Sixty traffic barrels, 218 signs, 1,500 orange cones.
These traffic devices -- and a well-coordinated plan -- will help guide thousands of motorists smoothly and quickly into and out of the largest sporting event west of Texas.
Las Vegas Motor Speedway officials expect 100,000 race fans Saturday and 150,000 Sunday at this weekend's NASCAR event.
Motor sports draw the biggest crowds in the country -- about 300,000 for the Indy 500, 250,000 for the Daytona 500 and 170,000 for the NASCAR races at Texas Motor Speedway. For comparison, the last Super Bowl drew 103,000 spectators and the NCAA Final Four, 70,000.
"There isn't another sports venue west of Texas as big as the Las Vegas Motor Speedway," spokesman Jeff Motley said.
The raceway, counting recreational vehicle parking, holds about 155,000 spectators. "It (traffic) has been a challenge, but we've had a few years of experience with it now. Every year it gets better and better, and we're pretty happy with where we are."
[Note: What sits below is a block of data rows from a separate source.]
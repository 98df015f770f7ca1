//! Embedding provider capability
//!
//! The semantic index depends on an external embedding backend through the
//! [`EmbeddingProvider`] trait, so backends are swappable. The shipped
//! [`HttpEmbedder`] speaks the OpenAI-compatible `/embeddings` protocol with
//! a bounded per-request timeout — the only network dependency in this core.

use crate::error::{Error, Result};
use async_trait::async_trait;
use serde::{Deserialize, Serialize};
use std::time::Duration;

/// Capability for turning text into a fixed-length embedding vector
#[async_trait]
pub trait EmbeddingProvider: Send + Sync {
    /// Embed a single text. May fail if the backend is unreachable or
    /// unconfigured; callers decide whether that is fatal.
    async fn embed(&self, text: &str) -> Result<Vec<f32>>;

    /// Human-readable backend name for logging
    fn name(&self) -> &str;
}

/// Cosine similarity between two vectors.
///
/// Returns 0.0 for mismatched lengths or zero-norm inputs.
pub fn cosine_similarity(a: &[f32], b: &[f32]) -> f32 {
    if a.len() != b.len() || a.is_empty() {
        return 0.0;
    }

    let dot: f32 = a.iter().zip(b.iter()).map(|(x, y)| x * y).sum();
    let norm_a: f32 = a.iter().map(|x| x * x).sum::<f32>().sqrt();
    let norm_b: f32 = b.iter().map(|x| x * x).sum::<f32>().sqrt();

    if norm_a == 0.0 || norm_b == 0.0 {
        return 0.0;
    }

    dot / (norm_a * norm_b)
}

#[derive(Serialize)]
struct EmbeddingRequest<'a> {
    model: &'a str,
    input: &'a str,
}

#[derive(Deserialize)]
struct EmbeddingResponse {
    data: Vec<EmbeddingData>,
}

#[derive(Deserialize)]
struct EmbeddingData {
    embedding: Vec<f32>,
}

/// OpenAI-compatible HTTP embedding backend
pub struct HttpEmbedder {
    client: reqwest::Client,
    base_url: String,
    model: String,
    api_key: Option<String>,
}

impl HttpEmbedder {
    /// Create a backend from config. The API key is resolved from the
    /// environment variable named in `config.api_key_env`, if any.
    pub fn new(config: &crate::config::EmbeddingConfig) -> Result<Self> {
        let client = reqwest::Client::builder()
            .timeout(Duration::from_secs(config.timeout_secs))
            .build()?;

        let api_key = config
            .api_key_env
            .as_deref()
            .and_then(|var| std::env::var(var).ok());

        Ok(Self {
            client,
            base_url: config.base_url.trim_end_matches('/').to_string(),
            model: config.model.clone(),
            api_key,
        })
    }
}

#[async_trait]
impl EmbeddingProvider for HttpEmbedder {
    async fn embed(&self, text: &str) -> Result<Vec<f32>> {
        let url = format!("{}/embeddings", self.base_url);
        let mut request = self.client.post(&url).json(&EmbeddingRequest {
            model: &self.model,
            input: text,
        });

        if let Some(ref key) = self.api_key {
            request = request.bearer_auth(key);
        }

        let response = request.send().await?.error_for_status()?;
        let body: EmbeddingResponse = response.json().await?;

        body.data
            .into_iter()
            .next()
            .map(|d| d.embedding)
            .ok_or_else(|| Error::Embedding("Provider returned no embedding".to_string()))
    }

    fn name(&self) -> &str {
        "openai-compatible"
    }
}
And officials have no reason to expect anything different this weekend.
"Each year, I think things get better," said Chris Powell, president of the speedway. "Ten, 12 years ago, that was not necessarily the case."
Longtime race spectators can attest to that. It literally took hours to get to the raceway, which drew comments like this one from a fan who attended the 1999 race: "You can take this town and stick it!"
Extensive road improvements now have race fans talking about what happened on the track rather than the freeway. Connecting the Las Vegas Beltway to Interstate 15 helped. Last year was even better as the Nevada Department of Transportation finished widening Interstate 15.
"The widening of I-15 was a huge help," said Powell.
Still, guiding so many vehicles into a single facility with limited egress and ingress is a challenge, and that is why raceway officials and law enforcement are urging fans to arrive early, leave late and take different routes.
Spectators driving from the east side of the valley should use Las Vegas Boulevard, which will have five open northbound lanes on the way in and five southbound lanes on the way out.
Fans coming from the west are asked to use Interstate 215, which feeds into Interstate 15 just south of the raceway.
Those coming from the south or the Strip should take Interstate 15. Upon exiting the freeway, three off-ramp lanes will be available. Motorists are urged to stay in the left or center lane unless they are headed for lots 1 through 5; in that case stay in the right lane.
When leaving the raceway, traffic exiting from entrances 1 through 7 will be directed south on Las Vegas Boulevard. Entrances 8 and 9 will be directed north on Las Vegas Boulevard for at least an hour after the race. Drivers headed north on the freeway are asked not to attempt to enter Interstate 15 north from Speedway Boulevard. Instead, take the freeway south for a mile to Interstate 215, then turn around at Range Road.
For up-to-the-minute traffic information, motorists can upload an application for iPhones and Android phones from the speedway's website at lvms.com.
Fans who would rather not drive also have options.
Coach America is shuttling fans to and from the Speedway from hotel-casinos downtown and on the Strip. Shuttles leave from the following hotels and tickets can be purchased in the lobby of each property: the Golden Nugget, the Tropicana, Treasure Island, the Riviera and the Las Vegas Hilton. A round-trip ticket costs $35 on Friday and Saturday, $45 on Sunday and $65 for a three-day pass. The tickets can only be used one time each day.
Fans traveling in large groups also can charter a bus. Speedway officials recommend Key Tours, a company they say they have previously used.
As always, Maverick Helicopters, on the south end of the Strip, is offering rides to the race. One round-trip ticket goes for $500.
Practice kicks off at 9 a.m. today. On Saturday, qualifying begins at 9 a.m. with the Nationwide series race, the Sam's Town 300, starting at noon. On Sunday, the NASCAR Sprint Cup Series Kobalt Tools 400 starts at noon.